**Work request**
Give again the entries below exactly, beginning at the first line and ending at the line with "fn into_response(self) ->".

== Segment start ==

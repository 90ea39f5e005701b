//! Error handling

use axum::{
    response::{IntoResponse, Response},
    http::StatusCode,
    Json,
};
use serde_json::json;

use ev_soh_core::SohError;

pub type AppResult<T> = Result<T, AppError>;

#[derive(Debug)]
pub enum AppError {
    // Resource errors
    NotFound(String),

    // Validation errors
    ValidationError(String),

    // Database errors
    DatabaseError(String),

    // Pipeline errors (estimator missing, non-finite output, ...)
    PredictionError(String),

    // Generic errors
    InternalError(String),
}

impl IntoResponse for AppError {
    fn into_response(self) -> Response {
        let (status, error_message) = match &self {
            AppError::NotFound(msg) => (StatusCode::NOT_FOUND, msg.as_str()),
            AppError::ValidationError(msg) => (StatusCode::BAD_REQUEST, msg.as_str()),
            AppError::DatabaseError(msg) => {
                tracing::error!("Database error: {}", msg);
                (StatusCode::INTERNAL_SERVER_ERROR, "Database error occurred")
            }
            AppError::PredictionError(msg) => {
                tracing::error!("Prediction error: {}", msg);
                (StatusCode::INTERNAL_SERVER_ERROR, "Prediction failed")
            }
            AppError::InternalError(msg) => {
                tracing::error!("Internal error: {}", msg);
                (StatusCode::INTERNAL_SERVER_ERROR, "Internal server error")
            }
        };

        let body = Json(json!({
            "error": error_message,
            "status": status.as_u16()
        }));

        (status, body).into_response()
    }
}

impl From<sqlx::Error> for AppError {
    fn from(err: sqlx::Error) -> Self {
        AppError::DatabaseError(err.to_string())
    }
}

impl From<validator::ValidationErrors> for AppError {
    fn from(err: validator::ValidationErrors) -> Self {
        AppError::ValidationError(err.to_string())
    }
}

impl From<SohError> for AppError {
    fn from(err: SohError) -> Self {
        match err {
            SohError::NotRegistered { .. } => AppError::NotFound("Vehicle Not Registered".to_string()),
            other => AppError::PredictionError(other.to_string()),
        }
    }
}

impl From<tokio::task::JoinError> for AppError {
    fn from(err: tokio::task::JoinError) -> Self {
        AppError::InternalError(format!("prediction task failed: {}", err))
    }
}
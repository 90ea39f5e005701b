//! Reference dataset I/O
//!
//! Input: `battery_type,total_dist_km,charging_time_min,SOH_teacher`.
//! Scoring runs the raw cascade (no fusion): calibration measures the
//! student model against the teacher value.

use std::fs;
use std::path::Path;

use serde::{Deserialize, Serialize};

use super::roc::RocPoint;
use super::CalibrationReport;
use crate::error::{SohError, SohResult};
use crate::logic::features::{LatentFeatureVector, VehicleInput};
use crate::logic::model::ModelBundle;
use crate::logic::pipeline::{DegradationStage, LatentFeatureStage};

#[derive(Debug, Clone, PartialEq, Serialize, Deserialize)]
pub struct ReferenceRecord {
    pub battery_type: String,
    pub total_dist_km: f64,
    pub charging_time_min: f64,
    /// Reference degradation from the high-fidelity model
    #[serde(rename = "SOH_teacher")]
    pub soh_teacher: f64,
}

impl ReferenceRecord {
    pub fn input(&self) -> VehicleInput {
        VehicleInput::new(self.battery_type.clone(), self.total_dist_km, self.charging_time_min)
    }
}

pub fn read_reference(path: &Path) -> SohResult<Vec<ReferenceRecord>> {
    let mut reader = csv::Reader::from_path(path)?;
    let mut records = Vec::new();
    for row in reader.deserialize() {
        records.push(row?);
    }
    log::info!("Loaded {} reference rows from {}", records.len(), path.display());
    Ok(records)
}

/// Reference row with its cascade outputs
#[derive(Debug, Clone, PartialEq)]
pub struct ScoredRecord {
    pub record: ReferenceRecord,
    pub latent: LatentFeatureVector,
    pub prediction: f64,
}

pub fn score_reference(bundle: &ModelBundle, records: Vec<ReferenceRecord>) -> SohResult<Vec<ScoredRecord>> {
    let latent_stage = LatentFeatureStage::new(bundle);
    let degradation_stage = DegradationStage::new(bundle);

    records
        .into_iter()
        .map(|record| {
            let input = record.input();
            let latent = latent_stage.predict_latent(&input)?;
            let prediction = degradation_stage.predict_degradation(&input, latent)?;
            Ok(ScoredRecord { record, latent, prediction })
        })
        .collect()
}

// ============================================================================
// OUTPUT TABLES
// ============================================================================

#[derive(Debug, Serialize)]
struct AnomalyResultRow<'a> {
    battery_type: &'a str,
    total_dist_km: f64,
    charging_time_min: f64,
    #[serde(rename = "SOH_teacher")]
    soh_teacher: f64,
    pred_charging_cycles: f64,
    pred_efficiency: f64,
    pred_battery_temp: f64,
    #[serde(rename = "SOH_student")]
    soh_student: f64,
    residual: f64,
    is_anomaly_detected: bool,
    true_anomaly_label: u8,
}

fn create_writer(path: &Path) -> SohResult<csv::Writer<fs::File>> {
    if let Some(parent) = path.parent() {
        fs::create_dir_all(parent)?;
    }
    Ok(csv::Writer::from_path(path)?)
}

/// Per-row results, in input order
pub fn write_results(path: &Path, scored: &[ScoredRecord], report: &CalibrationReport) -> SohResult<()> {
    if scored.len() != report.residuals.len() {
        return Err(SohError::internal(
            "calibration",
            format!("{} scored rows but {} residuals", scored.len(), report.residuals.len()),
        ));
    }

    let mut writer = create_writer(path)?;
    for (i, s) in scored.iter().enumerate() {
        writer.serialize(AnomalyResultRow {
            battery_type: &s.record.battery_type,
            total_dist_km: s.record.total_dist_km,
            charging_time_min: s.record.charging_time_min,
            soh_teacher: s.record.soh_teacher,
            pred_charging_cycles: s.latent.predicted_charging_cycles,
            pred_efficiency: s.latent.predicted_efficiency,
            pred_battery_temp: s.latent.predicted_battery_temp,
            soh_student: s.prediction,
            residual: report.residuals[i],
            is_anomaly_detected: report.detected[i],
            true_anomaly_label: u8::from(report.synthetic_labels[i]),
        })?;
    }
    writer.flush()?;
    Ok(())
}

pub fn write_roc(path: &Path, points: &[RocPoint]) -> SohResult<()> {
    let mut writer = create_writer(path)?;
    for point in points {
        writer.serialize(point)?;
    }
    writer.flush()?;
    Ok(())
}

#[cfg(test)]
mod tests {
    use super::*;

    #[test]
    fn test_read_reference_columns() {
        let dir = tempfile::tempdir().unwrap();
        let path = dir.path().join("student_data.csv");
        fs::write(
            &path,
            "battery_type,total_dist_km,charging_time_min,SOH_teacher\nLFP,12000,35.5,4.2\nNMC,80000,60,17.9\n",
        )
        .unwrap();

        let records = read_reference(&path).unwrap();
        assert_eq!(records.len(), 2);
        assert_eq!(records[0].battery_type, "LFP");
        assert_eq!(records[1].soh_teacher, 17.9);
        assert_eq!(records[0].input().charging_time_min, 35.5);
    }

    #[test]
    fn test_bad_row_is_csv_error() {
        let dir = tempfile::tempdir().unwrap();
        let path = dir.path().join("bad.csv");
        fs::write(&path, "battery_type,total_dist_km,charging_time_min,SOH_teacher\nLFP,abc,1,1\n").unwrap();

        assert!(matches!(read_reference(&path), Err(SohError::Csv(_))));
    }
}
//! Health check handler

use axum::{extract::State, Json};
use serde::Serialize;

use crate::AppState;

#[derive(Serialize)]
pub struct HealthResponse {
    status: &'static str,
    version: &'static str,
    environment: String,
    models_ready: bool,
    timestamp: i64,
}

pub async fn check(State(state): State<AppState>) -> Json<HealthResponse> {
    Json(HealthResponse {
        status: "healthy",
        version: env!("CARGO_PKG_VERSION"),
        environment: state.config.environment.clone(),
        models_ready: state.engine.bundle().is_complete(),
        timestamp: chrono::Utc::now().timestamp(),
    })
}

== Segment end ==

**Written response**
repository 90ea39f5e005701b
//! Error handling

use axum::{
    response::{IntoResponse, Response},
    http::StatusCode,
    Json,
};
use serde_json::json;

use ev_soh_core::SohError;

pub type AppResult<T> = Result<T, AppError>;

#[derive(Debug)]
pub enum AppError {
    // Resource errors
    NotFound(String),

    // Validation errors
    ValidationError(String),

    // Database errors
    DatabaseError(String),

    // Pipeline errors (estimator missing, non-finite output, ...)
    PredictionError(String),

    // Generic errors
    InternalError(String),
}

impl IntoResponse for AppError {
    fn into_response(self) -> Response {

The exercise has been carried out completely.